DuckDB and PostGIS have very similar performance, but PostGIS is slightly faster. However, factoring in data loading into PostGIS would mean it's not as economical compared to using DuckDB, which can read data from files on-the-fly. Computation-wise, they are the most performant.
Spark elbows at 50k rows, which means the underlying spatial engine (sedona) is not as optimized for spatial operations. Further data prep and pre-processing is required to optimize the performance.
Geopandas has similar performance to spark, but at 50k rows it ran out of memory, whereas spark is still manageable.
For all native spatial join operations, no frameworks can process further than 5 million rows without running into memory issues.
H3
Note that the join operation is not a cross join, rather it's a normal join where a=b
. Specifically, boundary dataset containing H3 cell ids column is exploded into multiple rows, one for each cell id.

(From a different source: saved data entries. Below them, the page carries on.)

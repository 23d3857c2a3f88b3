/// 无平台接口时的信号来源

use super::PlatformSignals;
use crate::capability::BatteryStatus;
use crate::error::{ProbeError, ProbeResult, Signal};
use futures::future::{self, FutureExt, LocalBoxFuture};

/// 不提供任何信号的平台
///
/// 探测结果等同于 [`DeviceCapabilities::conservative`](crate::DeviceCapabilities::conservative)。
#[derive(Debug, Clone, Copy, Default)]
pub struct NullSignals;

impl PlatformSignals for NullSignals {
    fn graphics_acceleration(&self) -> ProbeResult<bool> {
        Err(ProbeError::unavailable(Signal::GraphicsAcceleration))
    }

    fn device_memory_gb(&self) -> ProbeResult<f32> {
        Err(ProbeError::unavailable(Signal::DeviceMemory))
    }

    fn logical_cores(&self) -> ProbeResult<u32> {
        Err(ProbeError::unavailable(Signal::LogicalCores))
    }

    fn effective_connection_type(&self) -> ProbeResult<String> {
        Err(ProbeError::unavailable(Signal::NetworkClass))
    }

    fn battery_status(&self) -> LocalBoxFuture<'_, ProbeResult<BatteryStatus>> {
        future::ready(Err(ProbeError::unavailable(Signal::Battery))).boxed_local()
    }

    fn screen_size(&self) -> ProbeResult<(u32, u32)> {
        Err(ProbeError::unavailable(Signal::ScreenSize))
    }

    fn is_mobile(&self) -> ProbeResult<bool> {
        Err(ProbeError::unavailable(Signal::MobileClass))
    }
}

/// 由宿主直接给出的信号
///
/// 适用于从其他渠道得知设备信息的宿主（例如由前端上报），`None`
/// 表示平台未提供该信号。
#[derive(Debug, Clone, Default)]
pub struct StaticSignals {
    pub graphics_acceleration: Option<bool>,
    pub device_memory_gb: Option<f32>,
    pub logical_cores: Option<u32>,
    pub connection_type: Option<String>,
    pub battery: Option<BatteryStatus>,
    /// 电池接口存在但查询失败（例如权限被拒绝）
    pub battery_error: Option<String>,
    pub screen_size: Option<(u32, u32)>,
    pub is_mobile: Option<bool>,
}

fn present<T>(value: Option<T>, signal: Signal) -> ProbeResult<T> {
    value.ok_or(ProbeError::unavailable(signal))
}

impl PlatformSignals for StaticSignals {
    fn graphics_acceleration(&self) -> ProbeResult<bool> {
        present(self.graphics_acceleration, Signal::GraphicsAcceleration)
    }

    fn device_memory_gb(&self) -> ProbeResult<f32> {
        present(self.device_memory_gb, Signal::DeviceMemory)
    }

    fn logical_cores(&self) -> ProbeResult<u32> {
        present(self.logical_cores, Signal::LogicalCores)
    }

    fn effective_connection_type(&self) -> ProbeResult<String> {
        present(self.connection_type.clone(), Signal::NetworkClass)
    }

    fn battery_status(&self) -> LocalBoxFuture<'_, ProbeResult<BatteryStatus>> {
        let result = match &self.battery_error {
            Some(reason) => Err(ProbeError::failed(Signal::Battery, reason.clone())),
            None => present(self.battery, Signal::Battery),
        };
        future::ready(result).boxed_local()
    }

    fn screen_size(&self) -> ProbeResult<(u32, u32)> {
        present(self.screen_size, Signal::ScreenSize)
    }

    fn is_mobile(&self) -> ProbeResult<bool> {
        present(self.is_mobile, Signal::MobileClass)
    }
}
/// 动画性能模式

use super::tier::PerformanceTier;
use serde::{Deserialize, Serialize};
use std::fmt;

/// 性能模式，按动画强度从低到高排序
#[derive(Debug, Clone, Copy, PartialEq, Eq, PartialOrd, Ord, Hash, Serialize, Deserialize)]
#[serde(rename_all = "lowercase")]
pub enum PerformanceMode {
    Minimal,
    Balanced,
    High,
}

impl PerformanceMode {
    /// 时长倍率：minimal 0.5，balanced 1.0，high 1.2
    pub fn duration_multiplier(self) -> f32 {
        match self {
            PerformanceMode::Minimal => 0.5,
            PerformanceMode::Balanced => 1.0,
            PerformanceMode::High => 1.2,
        }
    }

    /// 在 minimal 与 balanced 之间切换；high 视为开启，切到 minimal
    pub fn toggled(self) -> Self {
        match self {
            PerformanceMode::Minimal => PerformanceMode::Balanced,
            PerformanceMode::Balanced | PerformanceMode::High => PerformanceMode::Minimal,
        }
    }
}

impl Default for PerformanceMode {
    fn default() -> Self {
        PerformanceMode::Balanced
    }
}

impl From<PerformanceTier> for PerformanceMode {
    fn from(tier: PerformanceTier) -> Self {
        match tier {
            PerformanceTier::High => PerformanceMode::High,
            PerformanceTier::Medium => PerformanceMode::Balanced,
            PerformanceTier::Low => PerformanceMode::Minimal,
        }
    }
}

impl fmt::Display for PerformanceMode {
    fn fmt(&self, f: &mut fmt::Formatter<'_>) -> fmt::Result {
        let name = match self {
            PerformanceMode::Minimal => "minimal",
            PerformanceMode::Balanced => "balanced",
            PerformanceMode::High => "high",
        };
        f.write_str(name)
    }
}

#[cfg(test)]
mod tests {
    use super::*;

    #[test]
    fn test_toggle() {
        assert_eq!(PerformanceMode::Minimal.toggled(), PerformanceMode::Balanced);
        assert_eq!(PerformanceMode::Balanced.toggled(), PerformanceMode::Minimal);
        assert_eq!(PerformanceMode::High.toggled(), PerformanceMode::Minimal);
    }

    #[test]
    fn test_serialized_names() {
        assert_eq!(serde_json::to_string(&PerformanceMode::Balanced).unwrap(), "\"balanced\"");
        let mode: PerformanceMode = serde_json::from_str("\"minimal\"").unwrap();
        assert_eq!(mode, PerformanceMode::Minimal);
    }
}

This method can process up to 50 million rows, albeit with slightly less accuracy due to the nature of H3 index. Then again, in big data world, you might need to sacrifice accuracy for performance.
But pandas being pandas, it can't process further than 5 million rows.
DuckDB is faster than polars, but this is because there is no calculation or aggregation done at runtime, in which polars would be more efficient if it's were the case. Surprisingly, DuckDB is the fastest, surpassing even DataFusion (which is written in Rust).
What really surprised me is that spark is faster than polars and DataFusion. Which is to say given certain scale things might turn around.
In all, DuckDB and spark are the fastest. Slightly slower are polars and DataFusion, both are Rust-based. Whereas pandas is slowest - processing 5 million rows in pandas takes about the same time as processing 10 million rows in polars.
Conclusion
If you have a small dataset, any method should work, bonus if your framework supports spatial operations. However, at more than 10k rows, you can get by with DuckDB up until 1 million rows, which then it would be hard to scale.
At this point, utilizing H3 index would be more economical, even pandas can process up to 10 million rows. But more than that spark would scale best, since it is a distributed engine. While DataFusion has Ballista, it is still quite tricky to get it up and running, in which your engineering time is better spent on something else.
However, you still need to somehow pre-calculate the H3 index. Given a large dataset and H3 support, only spark fits the bill. At the end of day, you still need spark.
But you can also use Snowflake or something else that has H3 support to pre-calculate the H3 index, but then it would be best if you use your data warehouse to perform spatial join, since this means you don't have to move data around.